Weezy frowned. “I don’t understand. You aren’t the noosphere, just a manifestation of it. Did your . . . ‘obliteration’ damage it?”

“No. But don’t forget, I grew as the noosphere grew. When the sentient biosphere was small, the young noosphere initiated my existence. I began as a spark that became an infant, that became a child, and so on. It took millennia for the noosphere to grow, and as it developed, so did I, finally developing into adulthood at the dawn of the First Age. An unforeseen, profoundly tragic consequence of my matured existence was that it signaled the sentience of this world throughout the multiverse.”

Jack said, “Attracting the attention of the Ally and the Otherness.”

“Exactly. The Conflict was very much in the open then, much more head-on. After the Ally gained the upper hand and the Otherness caused the Great Cataclysm, more oblique means were sought by the other side—such as shutting down the beacon. Thus I became a target, and Opus Omega was born.”

Jack took his turn at the window and looked left. He couldn’t see the Turtle Pond from here, but he could make out Belvedere Castle, which had overlooked everything that had gone down yesterday.

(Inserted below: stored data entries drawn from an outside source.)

pub mod cat;
pub mod listing;
pub mod ls;
pub mod readlink;

pub use cat::run as cat;
pub use listing::run as listing;
pub use ls::run as ls;
pub use readlink::run as readlink;

use std::fs::File;
use std::io::BufReader;
use std::path::Path;

use nar_format::{CanonPath, NarIndex};

use crate::error::{Error, Result};

pub(crate) fn canon_path(path: &str) -> Result<CanonPath> {
    CanonPath::new(path).map_err(|source| Error::InvalidPath {
        path: path.to_string(),
        source,
    })
}

/// Indexes a NAR file in one streaming pass, without keeping its contents.
pub(crate) fn index_file(path: &Path) -> Result<NarIndex> {
    let file = File::open(path).map_err(|source| Error::OpenFile {
        path: path.to_path_buf(),
        source,
    })?;

    NarIndex::from_reader(BufReader::new(file)).map_err(|source| Error::IndexArchive {
        path: path.to_path_buf(),
        source,
    })
}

“So yesterday was the culmination of millennia of effort to destroy you. But if eliminating you wasn’t going to hurt the noosphere that created you, why did they think the Fhinntmanchca would accomplish anything? The noosphere would simply re-create you and put you back out there as the beacon.”

“It is not that simple. Obliterating me should have required the noosphere to re-create me from scratch again—from that spark I mentioned. I can act as a beacon only when I am mature. My development wouldn’t have taken as long as before, but more than long enough for the Ally to turn away and the Otherness to achieve a stranglehold.”

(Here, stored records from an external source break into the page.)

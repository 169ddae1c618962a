use std::borrow::Cow;
use std::convert::TryFrom;
use std::fmt;
use std::io::Read;

use crate::error::{AccessError, FetchError, IndexError, ListingError};
use crate::indexer::NarIndexer;
use crate::listing::{parse_listing, read_listing};
use crate::node::{DirEntries, Node, Stat};
use crate::path::CanonPath;

/// Fetches `length` bytes starting at `offset` of a NAR that is not held
/// locally. Must return exactly `length` bytes or fail.
pub type GetNarBytes = Box<dyn Fn(u64, u64) -> Result<Vec<u8>, FetchError> + Send + Sync>;

/// Read-only queries over the structure of an archive.
pub trait SourceAccessor {
    /// Resolves `path`, or returns `None` if it does not exist or passes
    /// through something that is not a directory.
    fn maybe_stat(&self, path: &CanonPath) -> Option<Stat>;

    fn read_directory(&self, path: &CanonPath) -> Result<DirEntries, AccessError>;

    fn read_link(&self, path: &CanonPath) -> Result<String, AccessError>;

    fn stat(&self, path: &CanonPath) -> Result<Stat, AccessError> {
        self.maybe_stat(path)
            .ok_or_else(|| AccessError::NotFound(path.clone()))
    }
}

/// The structure of a NAR, without its contents.
///
/// This is all that is left after indexing a stream that cannot be read
/// again, so it answers listing queries only. Use [`NarAccessor`] to read
/// file contents.
#[derive(Debug, Clone, PartialEq, Eq)]
pub struct NarIndex {
    root: Node,
}

impl NarIndex {
    pub fn new(root: Node) -> NarIndex {
        NarIndex { root }
    }

    /// Indexes a NAR streamed from `source`. The bytes are read once and
    /// discarded.
    pub fn from_reader<R: Read>(source: R) -> Result<NarIndex, IndexError> {
        NarIndexer::index(source)
    }

    #[inline(always)]
    pub fn root(&self) -> &Node {
        &self.root
    }

    pub fn find(&self, path: &CanonPath) -> Option<&Node> {
        let mut current = &self.root;

        for segment in path.iter() {
            current = match current {
                Node::Directory(dir) => dir.entries.get(segment)?,
                _ => {
                    tracing::trace!(%path, %segment, "lookup passes through a non-directory");
                    return None;
                }
            };
        }

        Some(current)
    }

    pub fn get(&self, path: &CanonPath) -> Result<&Node, AccessError> {
        self.find(path)
            .ok_or_else(|| AccessError::NotFound(path.clone()))
    }
}

impl SourceAccessor for NarIndex {
    fn maybe_stat(&self, path: &CanonPath) -> Option<Stat> {
        self.find(path).map(Node::stat)
    }

    fn read_directory(&self, path: &CanonPath) -> Result<DirEntries, AccessError> {
        let dir = self
            .get(path)?
            .as_directory()
            .ok_or_else(|| AccessError::NotADirectory(path.clone()))?;

        Ok(dir.entries.keys().map(|name| (name.clone(), None)).collect())
    }

    fn read_link(&self, path: &CanonPath) -> Result<String, AccessError> {
        self.get(path)?
            .as_symlink()
            .map(|link| link.target.clone())
            .ok_or_else(|| AccessError::NotASymlink(path.clone()))
    }
}

/// Where a [`NarAccessor`] gets file contents from.
pub enum Contents {
    /// The whole NAR, in memory.
    Owned(Vec<u8>),

    /// The whole NAR, mapped from a file.
    #[cfg(feature = "mmap")]
    Mapped(memmap2::Mmap),

    /// Byte ranges fetched on demand.
    Remote(GetNarBytes),
}

impl Contents {
    pub fn remote<F>(get_nar_bytes: F) -> Contents
    where
        F: Fn(u64, u64) -> Result<Vec<u8>, FetchError> + Send + Sync + 'static,
    {
        Contents::Remote(Box::new(get_nar_bytes))
    }

    fn as_bytes(&self) -> Option<&[u8]> {
        match self {
            Contents::Owned(nar) => Some(nar.as_slice()),
            #[cfg(feature = "mmap")]
            Contents::Mapped(map) => Some(&map[..]),
            Contents::Remote(_) => None,
        }
    }
}

impl fmt::Debug for Contents {
    fn fmt(&self, f: &mut fmt::Formatter<'_>) -> fmt::Result {
        match self {
            Contents::Owned(nar) => f.debug_tuple("Owned").field(&nar.len()).finish(),
            #[cfg(feature = "mmap")]
            Contents::Mapped(map) => f.debug_tuple("Mapped").field(&map.len()).finish(),
            Contents::Remote(_) => f.write_str("Remote"),
        }
    }
}

/// An index of a NAR together with a way to read file contents.
#[derive(Debug)]
pub struct NarAccessor {
    index: NarIndex,
    contents: Contents,
}

impl NarAccessor {
    pub fn new(index: NarIndex, contents: Contents) -> NarAccessor {
        NarAccessor { index, contents }
    }

    /// Indexes an in-memory NAR and keeps it for reading contents.
    pub fn from_bytes(nar: Vec<u8>) -> Result<NarAccessor, IndexError> {
        let index = NarIndex::from_reader(nar.as_slice())?;
        Ok(NarAccessor::new(index, Contents::Owned(nar)))
    }

    /// Maps a NAR file into memory, indexes it and keeps the mapping for
    /// reading contents.
    #[cfg(feature = "mmap")]
    pub fn open<P: AsRef<std::path::Path>>(path: P) -> Result<NarAccessor, crate::OpenError> {
        use crate::OpenError;

        let path = path.as_ref();
        let file =
            std::fs::File::open(path).map_err(|e| OpenError::Io(e, path.to_path_buf()))?;
        // The mapping is only sound while nobody truncates the file underneath us.
        let map = unsafe { memmap2::Mmap::map(&file) }
            .map_err(|e| OpenError::Io(e, path.to_path_buf()))?;
        let index =
            NarIndex::from_reader(&map[..]).map_err(|e| OpenError::Index(e, path.to_path_buf()))?;

        Ok(NarAccessor::new(index, Contents::Mapped(map)))
    }

    /// Rebuilds an accessor from a JSON listing. Contents are fetched
    /// through `get_nar_bytes` by offset and length.
    pub fn from_listing<F>(listing: &str, get_nar_bytes: F) -> Result<NarAccessor, ListingError>
    where
        F: Fn(u64, u64) -> Result<Vec<u8>, FetchError> + Send + Sync + 'static,
    {
        let value = read_listing(listing)?;
        NarAccessor::from_listing_value(&value, get_nar_bytes)
    }

    pub fn from_listing_value<F>(
        listing: &serde_json::Value,
        get_nar_bytes: F,
    ) -> Result<NarAccessor, ListingError>
    where
        F: Fn(u64, u64) -> Result<Vec<u8>, FetchError> + Send + Sync + 'static,
    {
        let root = parse_listing(listing)?;
        Ok(NarAccessor::new(
            NarIndex::new(root),
            Contents::remote(get_nar_bytes),
        ))
    }

    #[inline(always)]
    pub fn index(&self) -> &NarIndex {
        &self.index
    }

    /// Returns the contents of the regular file at `path`.
    ///
    /// Local NARs are borrowed from; remote ones are fetched with a single
    /// call, without caching or retrying.
    pub fn read_file(&self, path: &CanonPath) -> Result<Cow<'_, [u8]>, AccessError> {
        let file = self
            .index
            .get(path)?
            .as_regular()
            .ok_or_else(|| AccessError::NotARegularFile(path.clone()))?;

        let offset = file
            .content_offset
            .ok_or_else(|| AccessError::MissingContentOffset(path.clone()))?;

        match &self.contents {
            Contents::Remote(get_nar_bytes) => {
                let data = get_nar_bytes(offset, file.size)
                    .map_err(|e| AccessError::Fetch(e, path.clone()))?;
                if data.len() as u64 != file.size {
                    tracing::warn!(
                        %path,
                        offset,
                        expected = file.size,
                        received = data.len(),
                        "fetched contents have the wrong length"
                    );
                }
                Ok(Cow::Owned(data))
            }
            contents => {
                let nar = contents.as_bytes().unwrap_or_default();
                let out_of_bounds = || AccessError::ContentOutOfBounds {
                    path: path.clone(),
                    offset,
                    size: file.size,
                    len: nar.len(),
                };

                let start = usize::try_from(offset).map_err(|_| out_of_bounds())?;
                let end = offset
                    .checked_add(file.size)
                    .and_then(|end| usize::try_from(end).ok())
                    .ok_or_else(out_of_bounds)?;

                nar.get(start..end)
                    .map(Cow::Borrowed)
                    .ok_or_else(out_of_bounds)
            }
        }
    }
}

impl SourceAccessor for NarAccessor {
    #[inline(always)]
    fn maybe_stat(&self, path: &CanonPath) -> Option<Stat> {
        self.index.maybe_stat(path)
    }

    #[inline(always)]
    fn read_directory(&self, path: &CanonPath) -> Result<DirEntries, AccessError> {
        self.index.read_directory(path)
    }

    #[inline(always)]
    fn read_link(&self, path: &CanonPath) -> Result<String, AccessError> {
        self.index.read_link(path)
    }
}

#[cfg(test)]
mod tests {
    use super::*;
    use crate::node::{Directory, RegularFile, Symlink};
    use std::sync::atomic::{AtomicUsize, Ordering};
    use std::sync::Arc;

    fn path(s: &str) -> CanonPath {
        CanonPath::new(s).unwrap()
    }

    fn sample_root() -> Node {
        let mut bin = Directory::default();
        bin.entries.insert(
            "hello".into(),
            Node::Regular(RegularFile {
                size: 5,
                executable: true,
                content_offset: Some(3),
            }),
        );

        let mut root = Directory::default();
        root.entries.insert("bin".into(), Node::Directory(bin));
        root.entries.insert(
            "link".into(),
            Node::Symlink(Symlink {
                target: "bin/hello".into(),
            }),
        );
        root.entries.insert(
            "orphan".into(),
            Node::Regular(RegularFile {
                size: 1,
                executable: false,
                content_offset: None,
            }),
        );
        Node::Directory(root)
    }

    #[test]
    fn lookup_through_file_is_none() {
        let index = NarIndex::new(sample_root());
        assert_eq!(index.maybe_stat(&path("/bin/hello/nope")), None);
        assert_eq!(index.maybe_stat(&path("/link/hello")), None);
        assert_eq!(index.maybe_stat(&path("/BIN")), None);
        assert!(matches!(
            index.stat(&path("/missing")),
            Err(AccessError::NotFound(_))
        ));
    }

    #[test]
    fn owned_contents() {
        let accessor = NarAccessor::new(
            NarIndex::new(sample_root()),
            Contents::Owned(b"...hello...".to_vec()),
        );
        let data = accessor.read_file(&path("/bin/hello")).unwrap();
        assert!(matches!(data, Cow::Borrowed(_)));
        assert_eq!(&*data, b"hello");
    }

    #[test]
    fn owned_contents_out_of_bounds() {
        let accessor = NarAccessor::new(
            NarIndex::new(sample_root()),
            Contents::Owned(b"...hel".to_vec()),
        );
        assert!(matches!(
            accessor.read_file(&path("/bin/hello")),
            Err(AccessError::ContentOutOfBounds { offset: 3, size: 5, len: 6, .. })
        ));
    }

    #[test]
    fn remote_contents_called_once_per_read() {
        let calls = Arc::new(AtomicUsize::new(0));
        let counter = calls.clone();
        let accessor = NarAccessor::new(
            NarIndex::new(sample_root()),
            Contents::remote(move |offset, length| {
                counter.fetch_add(1, Ordering::SeqCst);
                assert_eq!((offset, length), (3, 5));
                Ok(b"HELLO".to_vec())
            }),
        );

        assert_eq!(&*accessor.read_file(&path("/bin/hello")).unwrap(), b"HELLO");
        assert_eq!(&*accessor.read_file(&path("/bin/hello")).unwrap(), b"HELLO");
        assert_eq!(calls.load(Ordering::SeqCst), 2);
    }

    #[test]
    fn remote_failure_is_propagated() {
        let accessor = NarAccessor::new(
            NarIndex::new(sample_root()),
            Contents::remote(|_, _| Err("connection reset".into())),
        );
        match accessor.read_file(&path("/bin/hello")) {
            Err(AccessError::Fetch(source, at)) => {
                assert_eq!(source.to_string(), "connection reset");
                assert_eq!(at, path("/bin/hello"));
            }
            other => panic!("unexpected result: {:?}", other),
        }
    }

    #[test]
    fn missing_offset() {
        let accessor = NarAccessor::new(
            NarIndex::new(sample_root()),
            Contents::remote(|_, _| panic!("must not fetch without an offset")),
        );
        assert!(matches!(
            accessor.read_file(&path("/orphan")),
            Err(AccessError::MissingContentOffset(_))
        ));
    }

    #[test]
    fn type_mismatches() {
        let accessor = NarAccessor::new(
            NarIndex::new(sample_root()),
            Contents::Owned(vec![]),
        );
        assert!(matches!(
            accessor.read_directory(&path("/link")),
            Err(AccessError::NotADirectory(_))
        ));
        assert!(matches!(
            accessor.read_file(&path("/bin")),
            Err(AccessError::NotARegularFile(_))
        ));
        assert!(matches!(
            accessor.read_link(&path("/bin/hello")),
            Err(AccessError::NotASymlink(_))
        ));
        assert!(matches!(
            accessor.read_file(&path("/nope")),
            Err(AccessError::NotFound(_))
        ));
    }

    #[test]
    fn accessor_is_shareable() {
        fn assert_send_sync<T: Send + Sync>() {}
        assert_send_sync::<NarIndex>();
        assert_send_sync::<NarAccessor>();
    }
}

“Why didn’t it happen that way?”

“The only possible reason is that the noosphere is stronger and more resilient than I or anyone else ever imagined.”

“But you’re so . . .”

“Weak and old? Yes. But that the noosphere could do even this is miraculous. I am here—as an adult. And as such I remain the beacon. That is what is important. In the past, once I matured, I was able to appear at any age I wished. I often chose to be an old woman—no one feels threatened by an old woman. Now I have no choice.”

“But at least you’re back,” Jack said.

She nodded. “Yes, I have returned. Barely. But I had to come alone. The noosphere did not have enough to send back my companion. I did not want to return without him, but I had no choice. I had to appear again, had to take human form, even if it is only this. I have just enough strength to keep the Ally aware of the sentience of this biosphere.”

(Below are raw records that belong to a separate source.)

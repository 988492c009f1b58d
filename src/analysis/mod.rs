//! Analysis modules.
//!
//! Report-level aggregation over analyzed items.

pub mod aggregator;

pub use aggregator::*;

Weezy went to the window and gazed out at the city.

“They failed. Nine/eleven . . . the Septimus Order and R brought down the Towers, killed all those innocent people . . . for nothing.”

“Not entirely for nothing.” She fumbled with the hem of her cardigan, then lifted it to bare her belly. “I have been sorely wounded.”

Jack saw what she meant: A second tunnel ran through her—this one to the left of her navel. Weezy stepped back from the window for a look.

“Ohmygod!”

The Lady lowered the sweater. “I shall not survive another attack.”

Jack thought of that ruined, leaking, deflated sack of . . . whatever in the Lodge’s subcellar. The “egg” in Diana’s Alarm. Big enough to contain a man and hatch him as something else. But all the king’s horses and lackeys weren’t putting that thing back together again.

“There won’t be another Fhinntmanchca,” he said. “The Orsa is dead. It’s created its first and last.”

Weezy said, “But you’ll get stronger, won’t you?”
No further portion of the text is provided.